Current DNA origami methods can create extremely small two- and three-dimensional shapes that could be used as construction material to build nanodevices, such as nanomotors, in the future for targeted drug delivery inside the body, for example. KurzweilAI recently covered advanced methods developed by Brookhaven National Laboratory and  Arizona State University’s Biodesign Institute.

Lipid bilayer allows DNA origami structures to easily self-assemble into 2-D nanostructures (credit: Yuki Suzuki et al./Nature Communications)

Unlike those rigid structures, the Kyoto scientists used a double layer of lipids (fats) containing both a positive and a negative charge. That caused the DNA origami structures to be absorbed onto the lipid layer via electrostatic interaction. The weak bond between the origami structures and the lipid layer allowed them to move more freely than in other approaches, facilitating their interaction with one another and allowing them to self-assemble and form larger structures.
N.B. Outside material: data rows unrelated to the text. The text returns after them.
use crate::*;
use indexmap::IndexMap;
use rand::{CryptoRng, RngCore};
use tracing::info;
use uuid::Uuid;

/// A voter credential escrowed with k-of-n guardians, released when a quorum approves a recovery
/// request.
pub struct CredentialRecovery {
    service: ThresholdService<String>,
}

impl CredentialRecovery {
    pub fn new(threshold: u32, guardians: Vec<Authority>) -> Result<Self, Error> {
        Ok(CredentialRecovery {
            service: ThresholdService::new(threshold, guardians)?,
        })
    }

    pub fn service(&self) -> &ThresholdService<String> {
        &self.service
    }

    /// Escrow a 32-byte credential. Returns the share for each guardian.
    pub fn enroll<R: RngCore + CryptoRng>(
        &self,
        credential: &[u8],
        rng: &mut R,
    ) -> Result<IndexMap<Uuid, Share>, Error> {
        let secret = FieldElement::from_bytes_be(credential)?;
        self.service.distribute_shares(&secret, rng)
    }

    /// A guardian approves `request_id` by contributing its share.
    pub fn approve(
        &self,
        request_id: &str,
        guardian_id: Uuid,
        share: Share,
        proof: &[u8],
    ) -> Result<usize, Error> {
        self.service
            .submit_partial(request_id.to_owned(), guardian_id, share, proof)
    }

    /// Release the credential once a quorum approved. The approvals are consumed, so each
    /// approved request releases the credential once.
    pub fn recover(&self, request_id: &str) -> Result<[u8; 32], Error> {
        let secret = self.service.take(&request_id.to_owned())?;
        info!(request = request_id, "credential recovered");
        Ok(secret.to_bytes_be())
    }
}
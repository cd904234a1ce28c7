use crate::*;
use indexmap::IndexMap;
use rand::{CryptoRng, RngCore};
use uuid::Uuid;

/// An authority's contribution toward decrypting one tally.
#[derive(Serialize, Deserialize, Debug, Clone, PartialEq, Eq)]
pub struct PartialDecryption {
    pub election_id: Uuid,
    pub tally_id: Uuid,
    pub authority_id: Uuid,
    pub share: Share,

    #[serde(with = "hex_serde")]
    pub proof: Vec<u8>,
}

impl PartialDecryption {
    pub fn new(election_id: Uuid, tally_id: Uuid, authority_id: Uuid, share: Share) -> Self {
        PartialDecryption {
            election_id,
            tally_id,
            authority_id,
            share,
            proof: vec![],
        }
    }
}

/// k-of-n election authorities jointly holding the tally decryption key.
pub struct TallyDecryption {
    election_id: Uuid,
    service: ThresholdService<Uuid>,
}

impl TallyDecryption {
    pub fn new(election_id: Uuid, threshold: u32, authorities: Vec<Authority>) -> Result<Self, Error> {
        Ok(TallyDecryption {
            election_id,
            service: ThresholdService::new(threshold, authorities)?,
        })
    }

    pub fn from_service(election_id: Uuid, service: ThresholdService<Uuid>) -> Self {
        TallyDecryption {
            election_id,
            service,
        }
    }

    pub fn election_id(&self) -> Uuid {
        self.election_id
    }

    pub fn service(&self) -> &ThresholdService<Uuid> {
        &self.service
    }

    /// Generate a fresh decryption key and deal it to the authorities.
    ///
    /// The key is returned to the dealer, who uses it once and discards it.
    pub fn deal_key<R: RngCore + CryptoRng>(
        &self,
        rng: &mut R,
    ) -> Result<(FieldElement, IndexMap<Uuid, Share>), Error> {
        let key = FieldElement::random(rng);
        let shares = self.service.distribute_shares(&key, rng)?;
        Ok((key, shares))
    }

    /// Returns the number of authorities that have contributed to this tally.
    pub fn submit(&self, partial: &PartialDecryption) -> Result<usize, Error> {
        if partial.election_id != self.election_id {
            return Err(Error::WrongElection(partial.election_id));
        }
        self.service.submit_partial(
            partial.tally_id,
            partial.authority_id,
            partial.share.clone(),
            &partial.proof,
        )
    }

    /// Reconstruct the decryption key once a quorum has contributed to `tally_id`.
    pub fn decryption_key(&self, tally_id: &Uuid) -> Result<FieldElement, Error> {
        self.service.tally(tally_id)
    }
}

#[cfg(test)]
mod tests {
    use super::*;
    use rand::SeedableRng;
    use rand_chacha::ChaCha20Rng;

    #[test]
    fn test_tally_decryption() {
        let mut rng = ChaCha20Rng::seed_from_u64(3);
        let election_id = Uuid::new_v4();
        let tally_id = Uuid::new_v4();
        let decryption = TallyDecryption::new(election_id, 3, authority_roster(5)).unwrap();
        let (key, shares) = decryption.deal_key(&mut rng).unwrap();

        let partials: Vec<PartialDecryption> = shares
            .iter()
            .map(|(id, share)| PartialDecryption::new(election_id, tally_id, *id, share.clone()))
            .collect();

        // Partials survive transport
        let json = serde_json::to_string(&partials[0]).unwrap();
        let back: PartialDecryption = serde_json::from_str(&json).unwrap();
        assert_eq!(back, partials[0]);

        decryption.submit(&partials[1]).unwrap();
        decryption.submit(&partials[3]).unwrap();
        assert!(decryption.decryption_key(&tally_id).is_err());
        assert_eq!(decryption.submit(&partials[4]).unwrap(), 3);
        assert_eq!(decryption.decryption_key(&tally_id).unwrap(), key);

        let mut foreign = partials[0].clone();
        foreign.election_id = Uuid::new_v4();
        assert!(decryption.submit(&foreign).is_err());
    }
}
“We anticipate that our approach will further expand the potential applications of DNA origami structures and their assemblies in the fields of nanotechnology, biophysics, and synthetic biology,” says chemical biologist Professor Hiroshi Sugiyama from Kyoto University’s Institute for Integrated Cell-Material Sciences (iCeMS).
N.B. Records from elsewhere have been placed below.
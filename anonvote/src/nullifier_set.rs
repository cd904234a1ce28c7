use crate::*;
use std::collections::HashSet;
use std::sync::Mutex;
use tracing::info;
use uuid::Uuid;

const NULLIFIER_SET_TAG: &[u8] = b"anonvote/nullifier-set/v1";

#[derive(Debug, Default)]
struct NullifierState {
    entries: HashSet<Nullifier>,
    closed: bool,
}

/// Nullifiers recorded for one election.
///
/// Membership is monotonic: entries are never removed. Check-and-insert happens under one mutex,
/// so of two concurrent inserts of the same nullifier exactly one succeeds.
#[derive(Debug)]
pub struct NullifierSet {
    election_id: Uuid,
    inner: Mutex<NullifierState>,
}

impl NullifierSet {
    pub fn new(election_id: Uuid) -> Self {
        NullifierSet {
            election_id,
            inner: Mutex::new(NullifierState::default()),
        }
    }

    pub fn election_id(&self) -> Uuid {
        self.election_id
    }

    pub fn insert(&self, nullifier: Nullifier) -> Result<(), ValidationError> {
        self.insert_then(nullifier, || Ok(()))
    }

    /// Check that `nullifier` is fresh, run `effect`, and record the nullifier only if the effect
    /// succeeded. The whole sequence holds the set's lock.
    pub fn insert_then<T, F>(&self, nullifier: Nullifier, effect: F) -> Result<T, ValidationError>
    where
        F: FnOnce() -> Result<T, ValidationError>,
    {
        let mut state = lock(&self.inner);
        if state.closed {
            return Err(ValidationError::ElectionClosed);
        }
        if state.entries.contains(&nullifier) {
            return Err(ValidationError::DoubleVote);
        }
        let out = effect()?;
        state.entries.insert(nullifier);
        Ok(out)
    }

    pub fn contains(&self, nullifier: &Nullifier) -> bool {
        lock(&self.inner).entries.contains(nullifier)
    }

    /// Refuse all further inserts. Idempotent.
    pub fn close(&self) {
        let mut state = lock(&self.inner);
        if !state.closed {
            state.closed = true;
            info!(election = %self.election_id, recorded = state.entries.len(), "nullifier set closed");
        }
    }

    pub fn is_closed(&self) -> bool {
        lock(&self.inner).closed
    }

    pub fn len(&self) -> usize {
        lock(&self.inner).entries.len()
    }

    pub fn is_empty(&self) -> bool {
        self.len() == 0
    }

    /// Export, then run `f` before the lock is released, so `f` sees no insert the export missed.
    pub(crate) fn export_then<T, F>(&self, f: F) -> (NullifierSnapshot, T)
    where
        F: FnOnce() -> T,
    {
        let state = lock(&self.inner);
        let mut nullifiers: Vec<Nullifier> = state.entries.iter().copied().collect();
        nullifiers.sort_unstable();
        let snapshot = NullifierSnapshot {
            election_id: self.election_id,
            closed: state.closed,
            count: nullifiers.len(),
            digest: set_digest(&self.election_id, &nullifiers),
            nullifiers,
        };
        (snapshot, f())
    }
}

/// Read-only handle on a nullifier set whose inserts belong to someone else.
#[derive(Clone, Copy, Debug)]
pub struct NullifierView<'a> {
    set: &'a NullifierSet,
}

impl<'a> From<&'a NullifierSet> for NullifierView<'a> {
    fn from(set: &'a NullifierSet) -> Self {
        NullifierView { set }
    }
}

impl NullifierView<'_> {
    pub fn election_id(&self) -> Uuid {
        self.set.election_id()
    }

    pub fn contains(&self, nullifier: &Nullifier) -> bool {
        self.set.contains(nullifier)
    }

    pub fn is_closed(&self) -> bool {
        self.set.is_closed()
    }

    pub fn len(&self) -> usize {
        self.set.len()
    }

    pub fn is_empty(&self) -> bool {
        self.set.is_empty()
    }
}

/// Persisted form of a nullifier set. Entries are sorted so the digest is canonical.
#[derive(Serialize, Deserialize, Clone, Debug, PartialEq, Eq)]
pub struct NullifierSnapshot {
    pub election_id: Uuid,
    pub closed: bool,
    pub count: usize,
    pub digest: Hash256,
    pub nullifiers: Vec<Nullifier>,
}

fn set_digest(election_id: &Uuid, sorted: &[Nullifier]) -> Hash256 {
    let mut parts: Vec<&[u8]> = Vec::with_capacity(sorted.len() + 1);
    parts.push(election_id.as_bytes());
    parts.extend(sorted.iter().map(|n| &n.0[..]));
    tagged_hash(NULLIFIER_SET_TAG, &parts)
}

impl Snapshot for NullifierSet {
    type Image = NullifierSnapshot;

    fn export(&self) -> NullifierSnapshot {
        self.export_then(|| ()).0
    }

    fn import(image: NullifierSnapshot) -> Result<Self, Error> {
        let entries: HashSet<Nullifier> = image.nullifiers.iter().copied().collect();
        if entries.len() != image.nullifiers.len() || entries.len() != image.count {
            tracing::warn!(
                expected = image.count,
                found = entries.len(),
                "refusing nullifier set import"
            );
            return Err(Error::CorruptSnapshot("nullifier count mismatch".into()));
        }

        let mut sorted = image.nullifiers;
        sorted.sort_unstable();
        if set_digest(&image.election_id, &sorted) != image.digest {
            tracing::warn!(election = %image.election_id, "refusing nullifier set import");
            return Err(Error::CorruptSnapshot("nullifier digest mismatch".into()));
        }

        Ok(NullifierSet {
            election_id: image.election_id,
            inner: Mutex::new(NullifierState {
                entries,
                closed: image.closed,
            }),
        })
    }
}

#[cfg(test)]
mod tests {
    use super::*;
    use std::sync::{Arc, Barrier};
    use std::thread;

    fn nf(i: u8) -> Nullifier {
        nullifier(&[i; 32], Uuid::nil().as_bytes()).unwrap()
    }

    #[test]
    fn test_insert_once() {
        let set = NullifierSet::new(Uuid::new_v4());
        set.insert(nf(1)).unwrap();
        assert_eq!(set.insert(nf(1)), Err(ValidationError::DoubleVote));
        assert!(set.contains(&nf(1)));
        assert_eq!(set.len(), 1);
    }

    #[test]
    fn test_failed_effect_leaves_set_untouched() {
        let set = NullifierSet::new(Uuid::new_v4());
        let result: Result<(), _> =
            set.insert_then(nf(2), || Err(ValidationError::VoteStreamFull));
        assert_eq!(result, Err(ValidationError::VoteStreamFull));
        assert!(!set.contains(&nf(2)));

        let value = set.insert_then(nf(2), || Ok(7)).unwrap();
        assert_eq!(value, 7);
        assert!(set.contains(&nf(2)));
    }

    #[test]
    fn test_closed() {
        let set = NullifierSet::new(Uuid::new_v4());
        set.insert(nf(1)).unwrap();
        set.close();
        set.close();
        assert!(set.is_closed());
        assert_eq!(set.insert(nf(2)), Err(ValidationError::ElectionClosed));
        assert_eq!(set.len(), 1);
    }

    #[test]
    fn test_concurrent_inserts() {
        let set = Arc::new(NullifierSet::new(Uuid::new_v4()));
        let barrier = Arc::new(Barrier::new(8));
        let handles: Vec<_> = (0..8)
            .map(|_| {
                let set = set.clone();
                let barrier = barrier.clone();
                thread::spawn(move || {
                    barrier.wait();
                    set.insert(nf(9)).is_ok()
                })
            })
            .collect();
        let wins = handles
            .into_iter()
            .map(|h| h.join().unwrap())
            .filter(|won| *won)
            .count();
        assert_eq!(wins, 1);
        assert_eq!(set.len(), 1);
    }

    #[test]
    fn test_snapshot() {
        let set = NullifierSet::new(Uuid::new_v4());
        for i in 0..10 {
            set.insert(nf(i)).unwrap();
        }
        set.close();

        let restored = NullifierSet::from_bytes(&set.to_bytes().unwrap()).unwrap();
        assert_eq!(restored.len(), 10);
        assert!(restored.is_closed());
        assert!(restored.contains(&nf(4)));

        let mut truncated = set.export();
        truncated.nullifiers.pop();
        assert!(matches!(
            NullifierSet::import(truncated),
            Err(Error::CorruptSnapshot(_))
        ));

        let mut swapped = set.export();
        swapped.nullifiers[0] = nf(200);
        assert!(NullifierSet::import(swapped).is_err());

        let mut duplicated = set.export();
        duplicated.nullifiers[1] = duplicated.nullifiers[0];
        assert!(NullifierSet::import(duplicated).is_err());
    }
}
The study was published in an open-access paper in Nature Communications on August 27, 2015.

* The technique of DNA origami capitalizes on the simple base-pairing properties of DNA, a molecule built from the four nucleotides Adenine (A), Thymine (T), Cytosine (C) and Guanine (G). The rules of the game are simple: A’s always pair with T’s and C’s with G’s. Using this abbreviated vocabulary, the myriad body plans of all living organisms are constructed; though duplicating even Nature’s simpler designs has required great ingenuity.
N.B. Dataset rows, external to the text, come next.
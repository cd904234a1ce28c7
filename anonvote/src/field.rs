use crate::*;
use lazy_static::lazy_static;
use num_bigint::{BigInt, BigUint, Sign};
use num_traits::{One, Zero};
use rand::{CryptoRng, RngCore};
use serde::{de, Deserialize, Deserializer, Serialize, Serializer};
use std::ops::{Add, Mul, Neg, Sub};

pub const FIELD_BYTES: usize = 32;

lazy_static! {
    /// p = 2^256 - 2^32 - 977
    static ref MODULUS: BigUint = {
        let two_256: BigUint = BigUint::one() << 256usize;
        let two_32: BigUint = BigUint::one() << 32usize;
        two_256 - two_32 - BigUint::from(977u32)
    };
}

/// An element of the prime field used for secret sharing.
///
/// Always held reduced, so equality is equality of residues.
#[derive(Clone, PartialEq, Eq, Hash)]
pub struct FieldElement(BigUint);

impl FieldElement {
    pub fn modulus() -> &'static BigUint {
        &MODULUS
    }

    pub fn zero() -> Self {
        FieldElement(BigUint::zero())
    }

    pub fn one() -> Self {
        FieldElement(BigUint::one())
    }

    pub fn is_zero(&self) -> bool {
        self.0.is_zero()
    }

    /// Parse a 32-byte big-endian value; values at or above the modulus are refused, not reduced.
    pub fn from_bytes_be(bytes: &[u8]) -> Result<Self, Error> {
        if bytes.len() != FIELD_BYTES {
            return Err(Error::InvalidInputLength {
                expected: FIELD_BYTES,
                found: bytes.len(),
            });
        }
        let value = BigUint::from_bytes_be(bytes);
        if value >= *MODULUS {
            return Err(Error::NotAFieldElement);
        }
        Ok(FieldElement(value))
    }

    /// Fixed-width big-endian encoding.
    pub fn to_bytes_be(&self) -> [u8; FIELD_BYTES] {
        let raw = self.0.to_bytes_be();
        let mut out = [0u8; FIELD_BYTES];
        out[FIELD_BYTES - raw.len()..].copy_from_slice(&raw);
        out
    }

    /// Uniform element by rejection sampling.
    pub fn random<R: RngCore + CryptoRng>(rng: &mut R) -> Self {
        let mut bytes = [0u8; FIELD_BYTES];
        loop {
            rng.fill_bytes(&mut bytes);
            if let Ok(element) = FieldElement::from_bytes_be(&bytes) {
                return element;
            }
        }
    }

    /// Multiplicative inverse by the extended Euclidean algorithm.
    pub fn inverse(&self) -> Result<Self, Error> {
        mod_inverse(&self.0, &MODULUS)
            .map(FieldElement)
            .ok_or(Error::NonInvertibleElement)
    }

    pub fn to_hex(&self) -> String {
        hex::encode(self.to_bytes_be())
    }
}

/// Inverse of `a` modulo `m`, or `None` when `gcd(a, m) != 1`.
fn mod_inverse(a: &BigUint, m: &BigUint) -> Option<BigUint> {
    let m_int = BigInt::from_biguint(Sign::Plus, m.clone());
    let (mut old_r, mut r) = (BigInt::from_biguint(Sign::Plus, a % m), m_int.clone());
    let (mut old_s, mut s) = (BigInt::one(), BigInt::zero());

    while !r.is_zero() {
        let quotient = &old_r / &r;
        let next_r = &old_r - &quotient * &r;
        old_r = std::mem::replace(&mut r, next_r);
        let next_s = &old_s - &quotient * &s;
        old_s = std::mem::replace(&mut s, next_s);
    }

    if !old_r.is_one() {
        return None;
    }
    let reduced = ((old_s % &m_int) + &m_int) % &m_int;
    reduced.to_biguint()
}

impl From<u64> for FieldElement {
    fn from(value: u64) -> Self {
        // Every u64 is below the modulus
        FieldElement(BigUint::from(value))
    }
}

impl From<u32> for FieldElement {
    fn from(value: u32) -> Self {
        FieldElement::from(value as u64)
    }
}

impl<'a, 'b> Add<&'b FieldElement> for &'a FieldElement {
    type Output = FieldElement;

    fn add(self, other: &'b FieldElement) -> FieldElement {
        FieldElement((&self.0 + &other.0) % &*MODULUS)
    }
}

impl<'a, 'b> Sub<&'b FieldElement> for &'a FieldElement {
    type Output = FieldElement;

    fn sub(self, other: &'b FieldElement) -> FieldElement {
        FieldElement((&self.0 + &*MODULUS - &other.0) % &*MODULUS)
    }
}

impl<'a, 'b> Mul<&'b FieldElement> for &'a FieldElement {
    type Output = FieldElement;

    fn mul(self, other: &'b FieldElement) -> FieldElement {
        FieldElement((&self.0 * &other.0) % &*MODULUS)
    }
}

impl<'a> Neg for &'a FieldElement {
    type Output = FieldElement;

    fn neg(self) -> FieldElement {
        &FieldElement::zero() - self
    }
}

impl Add for FieldElement {
    type Output = FieldElement;

    fn add(self, other: FieldElement) -> FieldElement {
        &self + &other
    }
}

impl Sub for FieldElement {
    type Output = FieldElement;

    fn sub(self, other: FieldElement) -> FieldElement {
        &self - &other
    }
}

impl Mul for FieldElement {
    type Output = FieldElement;

    fn mul(self, other: FieldElement) -> FieldElement {
        &self * &other
    }
}

impl std::fmt::Debug for FieldElement {
    fn fmt(&self, f: &mut std::fmt::Formatter) -> std::fmt::Result {
        write!(f, "FieldElement({})", self.to_hex())
    }
}

impl std::fmt::Display for FieldElement {
    fn fmt(&self, f: &mut std::fmt::Formatter) -> std::fmt::Result {
        write!(f, "{}", self.to_hex())
    }
}

impl Serialize for FieldElement {
    fn serialize<S>(&self, serializer: S) -> Result<S::Ok, S::Error>
    where
        S: Serializer,
    {
        serializer.serialize_str(&self.to_hex())
    }
}

impl<'de> Deserialize<'de> for FieldElement {
    fn deserialize<D>(deserializer: D) -> Result<Self, D::Error>
    where
        D: Deserializer<'de>,
    {
        let s = String::deserialize(deserializer)?;
        let bytes = hex::decode(&s).map_err(de::Error::custom)?;
        FieldElement::from_bytes_be(&bytes).map_err(de::Error::custom)
    }
}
The basic idea of DNA origami is to use a length of single-stranded DNA as a scaffold for the desired shape. Base-pairing of complementary nucleotides causes the form to fold and self-assemble. The process is guided by the addition of shorter “staple strands,” which act to help fold the scaffold and to hold the resulting structure together. Various imaging technologies are used to observe the tiny structures, including fluorescence-, electron- and atomic-force microscopy.

Abstract of Lipid-bilayer-assisted two-dimensional self-assembly of DNA origami nanostructures

Self-assembly is a ubiquitous approach to the design and fabrication of novel supermolecular architectures. Here we report a strategy termed ‘lipid-bilayer-assisted self-assembly’ that is used to assemble DNA origami nanostructures into two-dimensional lattices. DNA origami structures are electrostatically adsorbed onto a mica-supported zwitterionic lipid bilayer in the presence of divalent cations. We demonstrate that the bilayer-adsorbed origami units are mobile on the surface and self-assembled into large micrometre-sized lattices in their lateral dimensions. Using high-speed atomic force microscopy imaging, a variety of dynamic processes involved in the formation of the lattice, such as fusion, reorganization and defect filling, are successfully visualized. The surface modifiability of the assembled lattice is also demonstrated by in situ decoration with streptavidin molecules. Our approach provides a new strategy for preparing versatile scaffolds for nanofabrication and paves the way for organizing functional nanodevices in a micrometer space.